AYDAN SIYAVUŞ VE AYDIN ÖRS Başlangıç noktası olarak Aydan Siyavuş’u alıyorum. 1970’li yılların ikinci yarısından itibaren ivmelenerek gelen basketbol kültürünün en önemli aktörlerinden biri Siyavuş. Haliyle, bugünden bahsetmek için ondan da bahsetmek gerekir. Son zamanların sevilen klişesiyle söylemek gerekirse, “Olmasaydı, olmazlardı”. Oyuncu olarak müthiş bir kariyer değil ama antrenör olarak büyük bir ışık kaynağı. Alın size, tartışmayı sevenlerin ısıtıp ısıtıp yediği yemeklerden biri daha. Futbol sahalarında sıkça rastladığımız polemik basketbolda da epey konuşuluyor: İyi koç olmak için iyi oyuncu olmak gerekir mi? Genele vurduğumuzda; Erman Kunter, Ufuk Sarıca ve Orhun Ene’yi dışarıda bırakacak olursak, Türkiye’de şu anda ismi en çok bilinen antrenörlerin parlak bir oyunculuk geçmişi yok. Siyavuş da örneklerden bir tanesi. 20’li yaşların başından itibaren kafasını tamamıyla antrenörlüğe vermiş. Oyunculuk döneminde kazanılamamış başarıların, koçluk zamanında başarı için en büyük tetikleyicilerden biri olduğunu, iyi bir oyuncu ol(a)mamanın çoğu zaman aslında bir avantaj olabileceğini düşünürüm.
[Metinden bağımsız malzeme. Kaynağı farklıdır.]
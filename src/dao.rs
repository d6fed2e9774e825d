use std::marker::PhantomData;

use crate::engine::{ExecuteResult, SqlEngine};
use crate::error::{Error, Result};
use crate::field::Field;
use crate::mapper::{self, Entity};
use crate::schema::Schema;
use crate::statement::{self, Query};
use crate::table::Table;
use crate::value::{AppValue, Params, Value};

/// CRUD access to the rows of one table as entities of type `E`
#[derive(Debug)]
pub struct Dao<'s, E> {
    table: &'s Table,
    _entity: PhantomData<fn() -> E>,
}

impl<'s, E: Entity> Dao<'s, E> {
    pub fn new(schema: &'s Schema, table_name: &str) -> Result<Self> {
        Ok(Self {
            table: schema.get_table(table_name)?,
            _entity: PhantomData,
        })
    }

    pub fn table(&self) -> &'s Table {
        self.table
    }

    fn require_identity(&self) -> Result<()> {
        match self.table.identity_fields().next() {
            Some(_) => Ok(()),
            None => Err(Error::MissingIdentity {
                table: self.table.name().to_string(),
                field: "<primary key>".to_string(),
            }),
        }
    }

    /// Inserts `entity`.
    ///
    /// On an autoincrement table an absent identity is left to the engine and
    /// the generated id is written back into the entity.
    pub async fn insert(&self, engine: &dyn SqlEngine, entity: &mut E) -> Result<ExecuteResult> {
        let generated = self
            .table
            .autoincrement_field()
            .filter(|f| entity.get_property(&f.property_key).is_none());
        let columns: Vec<&Field> = mapper::backed_fields(self.table, entity)
            .into_iter()
            .filter(|f| generated.map_or(true, |g| g.name != f.name))
            .collect();
        let sql = statement::insert(self.table, &columns);
        let mut params = mapper::bind_entity(self.table, entity);
        params.values.retain(|name, _| sql.placeholders.contains(name));
        let result = engine.execute(&sql.statement, &params).await?;
        if let Some(field) = generated {
            entity.set_property(
                &field.property_key,
                field.transformer.from_db(&Value::Integer(result.inserted_id)),
            );
        }
        Ok(result)
    }

    /// Updates the row matching the entity's identity with its backed
    /// properties
    pub async fn update(&self, engine: &dyn SqlEngine, entity: &E) -> Result<()> {
        self.require_identity()?;
        let identity = mapper::bind_identity(self.table, entity)?;
        let columns = mapper::backed_fields(self.table, entity);
        let sql = statement::update_by_id(self.table, &columns);
        let mut params = mapper::bind_entity(self.table, entity);
        params.values.retain(|name, _| sql.placeholders.contains(name));
        params.values.extend(identity.values);
        let result = engine.execute(&sql.statement, &params).await?;
        if result.rows_affected == 0 {
            return Err(Error::NoRowsAffected(self.table.name().to_string()));
        }
        Ok(())
    }

    /// Deletes the row matching the entity's identity
    pub async fn delete(&self, engine: &dyn SqlEngine, entity: &E) -> Result<()> {
        self.require_identity()?;
        let params = mapper::bind_identity(self.table, entity)?;
        self.delete_with(engine, params).await
    }

    /// Deletes the row whose identity columns equal `id`, given in identity
    /// declaration order
    pub async fn delete_by_id(&self, engine: &dyn SqlEngine, id: &[AppValue]) -> Result<()> {
        self.require_identity()?;
        let params = mapper::bind_identity_values(self.table, id)?;
        self.delete_with(engine, params).await
    }

    async fn delete_with(&self, engine: &dyn SqlEngine, params: Params) -> Result<()> {
        let sql = statement::delete_by_id(self.table);
        let result = engine.execute(&sql.statement, &params).await?;
        if result.rows_affected == 0 {
            return Err(Error::NoRowsAffected(self.table.name().to_string()));
        }
        Ok(())
    }

    pub async fn select_by_id(&self, engine: &dyn SqlEngine, id: &[AppValue]) -> Result<Option<E>> {
        self.require_identity()?;
        let params = mapper::bind_identity_values(self.table, id)?;
        let sql = statement::select_by_id(self.table);
        let row = engine.query_one(&sql.statement, &params).await?;
        Ok(row.map(|row| mapper::read_entity(self.table, &row)))
    }

    /// Reloads the row matching the entity's identity
    pub async fn select(&self, engine: &dyn SqlEngine, entity: &E) -> Result<Option<E>> {
        self.require_identity()?;
        let params = mapper::bind_identity(self.table, entity)?;
        let sql = statement::select_by_id(self.table);
        let row = engine.query_one(&sql.statement, &params).await?;
        Ok(row.map(|row| mapper::read_entity(self.table, &row)))
    }

    pub async fn select_all(&self, engine: &dyn SqlEngine, query: &Query) -> Result<Vec<E>> {
        let sql = statement::select(self.table, query)?;
        let params = mapper::bind_query(self.table, query)?;
        let rows = engine.query_all(&sql.statement, &params).await?;
        Ok(rows
            .iter()
            .map(|row| mapper::read_entity(self.table, row))
            .collect())
    }

    /// Deletes every row matching the conditions of `query`, returning how
    /// many were removed
    pub async fn delete_all(&self, engine: &dyn SqlEngine, query: &Query) -> Result<usize> {
        let sql = statement::delete(self.table, query)?;
        let params = mapper::bind_query(self.table, query)?;
        let result = engine.execute(&sql.statement, &params).await?;
        Ok(result.rows_affected)
    }

    pub async fn count(&self, engine: &dyn SqlEngine, query: &Query) -> Result<i64> {
        let sql = statement::count(self.table, query)?;
        let params = mapper::bind_query(self.table, query)?;
        let row = engine.query_one(&sql.statement, &params).await?;
        Ok(match row.as_ref().and_then(|r| r.get("COUNT")) {
            Some(Value::Integer(n)) => *n,
            _ => 0,
        })
    }
}
//! Conversion between entity instances and bind parameters or result rows.

use indexmap::IndexMap;

use crate::error::{Error, Result};
use crate::field::{Field, PropertyKey};
use crate::statement::{self, Query, QueryOperator};
use crate::table::Table;
use crate::value::{AppValue, Params, Row, Value};

/// Typed property access for a persistent entity.
///
/// Each property key declared on the entity's table resolves to one member.
/// An entity that does not back a property (a partial entity) reports it
/// through [`Entity::has_property`] and that column is skipped on writes.
pub trait Entity: Default {
    fn has_property(&self, key: &PropertyKey) -> bool {
        let _ = key;
        true
    }

    fn get_property(&self, key: &PropertyKey) -> Option<AppValue>;

    fn set_property(&mut self, key: &PropertyKey, value: Option<AppValue>);
}

/// Dynamic entity holding whatever properties were set on it
#[derive(Debug, Clone, Default, PartialEq)]
pub struct Record {
    pub properties: IndexMap<PropertyKey, Option<AppValue>>,
}

impl Record {
    pub fn new() -> Self {
        Self::default()
    }

    pub fn with_value(mut self, key: &str, value: impl Into<AppValue>) -> Self {
        self.properties.insert(key.into(), Some(value.into()));
        self
    }

    pub fn with_absent(mut self, key: &str) -> Self {
        self.properties.insert(key.into(), None);
        self
    }

    pub fn get(&self, key: &str) -> Option<&AppValue> {
        self.properties
            .get(&PropertyKey::from(key))
            .and_then(Option::as_ref)
    }
}

impl Entity for Record {
    fn has_property(&self, key: &PropertyKey) -> bool {
        self.properties.contains_key(key)
    }

    fn get_property(&self, key: &PropertyKey) -> Option<AppValue> {
        self.properties.get(key).cloned().flatten()
    }

    fn set_property(&mut self, key: &PropertyKey, value: Option<AppValue>) {
        self.properties.insert(key.clone(), value);
    }
}

/// Fields of `table` backed by a property of `entity`, in declaration order
pub fn backed_fields<'t, E: Entity>(table: &'t Table, entity: &E) -> Vec<&'t Field> {
    table
        .fields()
        .filter(|f| entity.has_property(&f.property_key))
        .collect()
}

/// Binds every backed property of `entity` under its column placeholder
pub fn bind_entity<E: Entity>(table: &Table, entity: &E) -> Params {
    let mut params = Params::new();
    for field in backed_fields(table, entity) {
        bind_field(&mut params, field, entity);
    }
    params
}

/// Binds only the identity columns; fails if one of them has no value
pub fn bind_identity<E: Entity>(table: &Table, entity: &E) -> Result<Params> {
    let mut params = Params::new();
    for field in table.identity_fields() {
        let value = field.transformer.to_db(entity.get_property(&field.property_key).as_ref());
        if value.is_null() {
            return Err(Error::MissingIdentity {
                table: table.name().to_string(),
                field: field.name.clone(),
            });
        }
        params.insert(&field.placeholder(), value);
    }
    Ok(params)
}

/// Binds identity values given in identity-column order
pub fn bind_identity_values(table: &Table, values: &[AppValue]) -> Result<Params> {
    let mut params = Params::new();
    let mut values = values.iter();
    for field in table.identity_fields() {
        let value = values.next().ok_or_else(|| Error::MissingIdentity {
            table: table.name().to_string(),
            field: field.name.clone(),
        })?;
        params.insert(&field.placeholder(), field.transformer.to_db(Some(value)));
    }
    Ok(params)
}

fn bind_field<E: Entity>(params: &mut Params, field: &Field, entity: &E) {
    let value = entity.get_property(&field.property_key);
    params.insert(&field.placeholder(), field.transformer.to_db(value.as_ref()));
}

/// Binds the condition values of `query`, each converted by the transformer
/// of the column it filters
pub fn bind_query(table: &Table, query: &Query) -> Result<Params> {
    let mut params = Params::new();
    for (i, (column, op)) in query.conditions.iter().enumerate() {
        let field = table.get_table_field(column)?;
        let values: Vec<Value> = match op {
            QueryOperator::Equal(v)
            | QueryOperator::NotEqual(v)
            | QueryOperator::GreaterThan(v)
            | QueryOperator::GreaterThanOrEqual(v)
            | QueryOperator::LessThan(v)
            | QueryOperator::LessThanOrEqual(v) => vec![field.transformer.to_db(Some(v))],
            // patterns are matched against stored text as given
            QueryOperator::Like(pattern) => vec![Value::Text(pattern.clone())],
            QueryOperator::In(vs) => vs.iter().map(|v| field.transformer.to_db(Some(v))).collect(),
            QueryOperator::IsNull | QueryOperator::IsNotNull => Vec::new(),
        };
        for (j, value) in values.into_iter().enumerate() {
            params.insert(&statement::condition_placeholder(i, j), value);
        }
    }
    Ok(params)
}

/// Builds an entity from a result row.
///
/// Columns unknown to `table` are ignored, so rows read from a newer schema
/// still map.
pub fn read_entity<E: Entity>(table: &Table, row: &Row) -> E {
    let mut entity = E::default();
    for (column, value) in row {
        if let Ok(field) = table.get_table_field(column) {
            entity.set_property(&field.property_key, field.transformer.from_db(value));
        }
    }
    entity
}

#[cfg(test)]
mod tests {
    use super::*;
    use crate::transformer::Transformer;

    fn table() -> Table {
        let mut table = Table::new("T");
        table
            .add_table_field(
                Field::new("id")
                    .with_name("ID")
                    .with_dbtype("INTEGER")
                    .with_identity(true)
                    .with_transformer(Transformer::NumberDefault),
            )
            .unwrap();
        table
            .add_table_field(
                Field::new("flag")
                    .with_name("FLAG")
                    .with_transformer(Transformer::BooleanText),
            )
            .unwrap();
        table
    }

    #[test]
    fn test_bind_partial_entity() {
        let table = table();
        let record = Record::new().with_value("flag", true);
        let params = bind_entity(&table, &record);
        assert_eq!(params.len(), 1);
        assert_eq!(params.get(":FLAG"), Some(&Value::Text("1".into())));

        let record = Record::new().with_value("id", 3i64).with_absent("flag");
        let params = bind_entity(&table, &record);
        assert_eq!(params.get(":ID"), Some(&Value::Integer(3)));
        assert_eq!(params.get(":FLAG"), Some(&Value::Null));
    }

    #[test]
    fn test_bind_identity() {
        let table = table();
        assert!(matches!(
            bind_identity(&table, &Record::new()),
            Err(Error::MissingIdentity { .. })
        ));
        let params = bind_identity(&table, &Record::new().with_value("id", 9i64)).unwrap();
        assert_eq!(params.get(":ID"), Some(&Value::Integer(9)));
    }

    #[test]
    fn test_read_entity_ignores_unknown_columns() {
        let table = table();
        let mut row = Row::new();
        row.insert("ID".to_string(), Value::Integer(1));
        row.insert("FLAG".to_string(), Value::Text("maybe".into()));
        row.insert("EXTRA".to_string(), Value::Text("x".into()));
        let record: Record = read_entity(&table, &row);
        assert_eq!(record.get("id"), Some(&AppValue::Integer(1)));
        assert_eq!(record.get("flag"), None);
        assert!(record.has_property(&"flag".into()));
        assert!(!record.has_property(&"EXTRA".into()));
    }

    #[test]
    fn test_bind_query() {
        let table = table();
        let query = Query::new()
            .with_condition("FLAG", QueryOperator::Equal(AppValue::Bool(false)))
            .with_condition("ID", QueryOperator::In(vec![1i64.into(), 2i64.into()]));
        let params = bind_query(&table, &query).unwrap();
        assert_eq!(params.get(":w0_0"), Some(&Value::Text("0".into())));
        assert_eq!(params.get(":w1_1"), Some(&Value::Integer(2)));
    }
}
Belki Siyavuş’ta da benzer bir düşünce hakimdi, bilmiyorum. Ne olursa olsun, antrenörlük döneminde ligde kazandığı yedi şampiyonlukla hâlâ rekorun sahibi. Tabii kazandığının haricinde, bir de kazandırdığı var. Aydın Örs ile Aydan Siyavuş’un yolları Efes Pilsen’de kesişti. Beraber altı sene çalıştılar. Yaş olarak denk olmalarına rağmen Örs, Siyavuş’un yardımcısıydı çünkü Siyavuş koçluk kariyerine kendisinden çok daha önce başlamıştı. Beraber geçirdikleri yılların Örs’e kattıkları herkesin malumu. Bir anlamda devir teslim töreniydi o birliktelik. Örs çıtayı daha da yukarı çıkarttı; bir ülkenin basketbol tarihini değiştirdi. Kazandığı başarıları tek tek saymaya gerek yok. Doğru zamanda, doğru yerdeydi. En başta, söylediğimiz iyi antrenörlük kriterlerinden bazılarına sahipti. Oyuncuları üstüne katabiliyordu. İlişkileri iyiydi ve bir basketbol felsefesi vardı. Takıma enjekte ettiği savunma, kazandığı başarıların en büyük anahtarıydı. O zamanın basketbol anlayışı savunmayı en sert dozajda yapmayı gerektiriyordu çünkü. Alanı savunmak, oyuncuları potadan mümkün olabildiğinde uzak tutmak isteniyordu. Devir değişti. Örs’ün anlayışının tek başına hayatta kalabilmesi neredeyse imkansız artık. Değişimi kabul etmemize rağmen Örs’ü mumla arar konumda olmamız ise bizdeki eksiliğin bir göstergesi olmalı.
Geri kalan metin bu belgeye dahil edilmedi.